Introduction to Modern Tragedy by Raymond Williams


Like Culture and Society, Modern Tragedy discussed texts—the main tragic texts and texts about tragic
theory that had been written in Europe and the United States since Ibsen—and extracted from them a
political message about the inadequacy of individuation and about the desirability of revolution. Modern
Tragedy was written in a dense, coded prose. Decoded, it manifests the confusion between the cultural
elite and the people which was a feature of Williams’s doctrine throughout his work and which became
particularly troublesome in this book, where dramatic and fictional tragedy were presented as realizations
of the “shape and set” of modern “culture,” and the dramatists and novelists who had produced it were
assumed to represent “our” minds and experience. 

This thesis was both elitist and anti-elitist, naïve about the prospect of bridging the gap between the
cultural elite and the people but emphasizing the affiliations that kept Williams, as a member of the
former, in conscious empathy with the latter. The effectwas nevertheless odd, implying that Strindberg,
Brecht, and Arthur Miller, for example, were not arcane, and amalgamating the “we” who went to their
plays or listened to Williams’s lectures in Cambridge with the “we” who had been described appreciatively
in Border Country. However deep Williams’s desire was to make “critical discrimination” relevant to the
people among whom he had grown up, moreover, it neglected the consideration that critical
discrimination was in fact a minority activity which spoke meaningfully only to those who had already
heard Leavis’s voice. 

In Drama from Ibsen to Eliot (1952) Williams had criticized the English theater as a manifestation of
literary decline and for failing to achieve either “the communication” of an “experience” and a
“radical reading of life,” or that “total performance” which reflected “changes in the structure of feeling as
a whole.” In Modern Tragedy the central contentions were that “liberal” tragedy, while being liberal
because it emphasized the “surpassing individual,” and tragic because it recorded his defeat by society or
the universe, reflected the inability of the money-oriented privacy of the bourgeois ethic to provide a
“positive” conception of society. It was the “individual fight against the lie” embodied in “false
relationships, a false society and a false conception of man” that Ibsen had made central, but it was the
liberal martyrs’ discovery of the lie in themselves and their failure to relate themselves to a “social”
consciousness that heralded the “breakdown of liberalism” and the need to replace its belief in the
primacy of “individualist” desire and aspiration by a socialist perception of the primacy of “common”
desire and aspiration. 

Williams wished to give tragic theory a social function.
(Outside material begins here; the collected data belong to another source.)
impl PlayerResult {
    pub fn flip(self) -> Self {
        match self {
            PlayerResult::Win => PlayerResult::Lose,
            PlayerResult::Lose => PlayerResult::Win,
            PlayerResult::Draw => PlayerResult::Draw,
        }
    }
}

/// Why a game ended. `None` only while the game is in progress.
#[derive(Debug, Default, Copy, Clone, Eq, PartialEq)]
#[must_use]
pub enum Termination {
    #[default]
    None,
    Checkmate,
    Stalemate,
    Threefold,
    FiftyMoves,
    InsufficientMaterial,
    IllegalMove,
    TimeLoss,
    DrawAdjudication,
    Resign,
}

impl Termination {
    /// Decisive terminations are lost by the side to move in the final
    /// position; everything else is a draw.
    pub fn is_decisive(self) -> bool {
        matches!(
            self,
            Termination::Checkmate | Termination::IllegalMove | Termination::TimeLoss | Termination::Resign
        )
    }
}

/// Match-wide options the driver needs for a single game.
#[derive(Debug, Default, Clone)]
pub struct GameOptions {
    pub draw: Option<AdjudicationRule>,
    pub resign: Option<AdjudicationRule>,
    pub sample: Option<SampleParams>,
}

/// The record of a single game: the full position history (which doubles as
/// the repetition table and the PGN movetext source), per-ply engine
/// telemetry, and any training samples taken along the way.
pub struct Game {
    pub round: usize,
    pub game: usize,
    /// Display names, indexed by color.
    pub names: [String; 2],
    /// `pos[i]` is the position after `i` plies; `pos[0]` is the opening.
    pub pos: Vec<Chess>,
    /// `moves[i]` turned `pos[i]` into `pos[i + 1]`.
    pub moves: Vec<Move>,
    /// Position keys parallel to `pos`, for repetition detection.
    pub keys: Vec<Zobrist64>,
    pub info: Vec<SearchInfo>,
    pub samples: Vec<Sample>,
    pub state: Termination,
    pub chess960: bool,
}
He pointed out that “significant suffering” was not
confined to persons of “rank,” and that personal belief, faults in the soul, “God,” “death,” and the
“individual will” had been central to the tragic experience of the present. It was the “human agency” and
“ethical control” manifested in revolution and the “deep social crisis through which we had all been living”
that were the proper subjects of “modern” tragedy, and it was human agency and ethical control that
tragic theory needed to accommodate. The first point that had to be explained was the Burkean point that
revolution caused suffering. The second point was the anti-Burkean point that revolution was not the only
cause of suffering, that suffering was “in the whole action” of which “revolution” was only “the crisis,” and
that it was suffering as an aspect of the “wholeness” of the action that needed to be considered. And this,
of course, disclosed the real agenda in Modern Tragedy—the use of tragic texts to formulate a socialist
theory of tragedy in which revolution would receive a literary justification and society would become more
important than the individual. 

In all this Williams was moving out from the defensiveness of Culture and Society and making a central
feature of the argument that, when the revolutionary process was complete, “revolution” would become
“epic,” suffering would be “justified,” and pre-revolutionary institutions, so far from being the “settled …
innocent order” that they had claimed to be, would be seen to have been rooted in “violence and disorder.”
This was the route by which tragedy and tragic theory could remove cynicism and despair, could give
revolution the “tragic” perspective that Marx had given it, and could show what tragedy had hitherto
failed to show, that “degeneration, brutalization, fear, hatred and envy” were endemic in existing society’s
“tragic” failure to “incorporate … all its people as whole human beings.” It was also the route by which
tragedy and tragic theory could incorporate the fact that further “degeneration, brutalization, fear, hatred
and envy” would be integral to the “whole action”—not just to the “crisis” and the revolutionary energy
released by it or the “new kinds of alienation” which the revolution against alienation would have to
“overcome … if it was to remain revolutionary,” but also, and supremely, to the connection between
“terror” and “liberation.” 
Williams’s rhetoric was ruthless, and yet in retrospect looks faintly silly. Nor were the tasks that he
attributed to tragic theory plausible. It remains true, nevertheless, that Modern Tragedy, while reiterating
the formal denial that revolution was to be identified with the violent capture of power and identifying it
rather as a “change … in the deepest structure of relationships and feelings,” implied, more than any other
of Williams’s works, a circuitous but indubitably evil attempt to encourage the young to think of violence
as morally reputable. In evaluating Williams, one wishes to be just. He should not be dismissed merely
because his followers have helped to keep their party out of office, since many of them, and perhaps he
also, regarded party politics as merely a convenient way of inserting their moral messages into the public
mind. Like the theorists of the student revolution of the Sixties, Williams was “against liberalism,” but
those who are against liberalism for conservative reasons do not need his sort of support. They should not
be misled by the “organicism” of Culture and Society, which ignored the moral solidarity of twentieth-
century English society and used the language of solidarity in order to subvert such solidarity as
monarchy and two world wars had created by denying that it existed. The most general fault in critical
works is not avoided by even Williams.

Most of the critical books are written with and on the general assumption of some creative work by others.
To write or give views on others is certainly not objectionable. What seems objectionable is the way of
giving views or opinions without quoting the original creative work. What most of the critics do is very
non-critical in a sense. They give first their own understanding of the work and then their views or
opinions against or for this said work. What they do in this way is the critical analysis of their own
understanding. It seems having nothing to do with the understanding of the writer’s work or others’ views
about it. While going through a book of criticism one should keep in mind the original work the criticism
is about.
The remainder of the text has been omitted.